Mozilla could have started building Firefox on 64-bit machines, giving the linker 4GB of virtual address space to work with.
But upgrading the entire infrastructure would be expensive, complex and would come with issues of its own. What's more, this was only going to fix the problem for a couple of years at the most.
Instead, Mozilla opted to update to Microsoft Visual Studio 2010 to compile and build the browser, starting with Firefox 13 that is landing in the Nightly channel soon.
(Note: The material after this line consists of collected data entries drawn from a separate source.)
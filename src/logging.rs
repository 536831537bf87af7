use crate::bind::{Bind, RenderBind, RenderedBind};

/// A SQL query logger that renders binds through a redacting hook.
///
/// Every bind passes through [`RenderBind::render_bind`] before the line is
/// built, so raw values never reach `tracing`.
///
/// # Examples
///
/// ```
/// use secure_fields::{Bind, BoundParameter, QueryLog, Redactor};
///
/// let log = QueryLog::new(Redactor::default());
/// let binds: Vec<Bind> = vec![
///     BoundParameter::text("name", "david").into(),
///     BoundParameter::text("password_digest", "$argon2id$...").into(),
/// ];
///
/// let line = log.render("User Create", "INSERT INTO users (name, password_digest) VALUES (?, ?)", &binds);
/// assert_eq!(
///     line,
///     r#"User Create  INSERT INTO users (name, password_digest) VALUES (?, ?)  [["name", "david"], ["password_digest", "[FILTERED]"]]"#
/// );
/// ```
#[derive(Debug, Clone)]
pub struct QueryLog<R> {
    renderer: R,
}

impl<R: RenderBind> QueryLog<R> {
    /// Creates a query log using `renderer` for binds.
    pub fn new(renderer: R) -> Self {
        Self { renderer }
    }

    /// Returns the bind renderer.
    pub fn renderer(&self) -> &R {
        &self.renderer
    }

    /// Renders every bind through the hook.
    pub fn render_binds(&self, binds: &[Bind]) -> Vec<RenderedBind> {
        binds.iter().map(|b| self.renderer.render_bind(b)).collect()
    }

    /// Builds the log line for one query.
    pub fn render(&self, name: &str, sql: &str, binds: &[Bind]) -> String {
        let mut line = format!("{}  {}", name, sql);
        if binds.is_empty() {
            return line;
        }

        let rendered: Vec<String> = self
            .render_binds(binds)
            .into_iter()
            .map(|b| match b.name {
                Some(name) => format!("[{:?}, {:?}]", name, b.value),
                None => format!("[nil, {:?}]", b.value),
            })
            .collect();

        line.push_str("  [");
        line.push_str(&rendered.join(", "));
        line.push(']');
        line
    }

    /// Renders the query and emits it at debug level.
    pub fn log(&self, name: &str, sql: &str, binds: &[Bind]) {
        let line = self.render(name, sql, binds);
        tracing::debug!(query = name, binds = binds.len(), "{}", line);
    }
}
Currently, Mozilla is using the rather old VS 2005. The move comes with plenty of benefits.
"Our developers have not been able to take advantage of new compiler features and have had to struggle to keep valuable optimizations from breaking -- including having had to back out and ultimately delay some important new features like SPDY," Mozilla's Asa Dotzler explained
"Our users have have suffered a slower Firefox than would be possible as both direct and indirect results of moving to a more modern compiler," he said.
It seems like an obvious choice, but upgrading the Windows build systems to Visual Studio 2010 comes with a price, future Firefoxes will no longer be able to support Windows 2000 and Windows XP pre-SP2
Only 0.4 percent of Windows Firefox users are running these operating systems, so very few people will be affected. That said, those running Windows 2000 are left with few options, either continue to run Firefox 12 without updating it, or Firefox 10 ESR, or switch to Opera. However, Windows XP users can simply deploy the latest service pack and be done with it.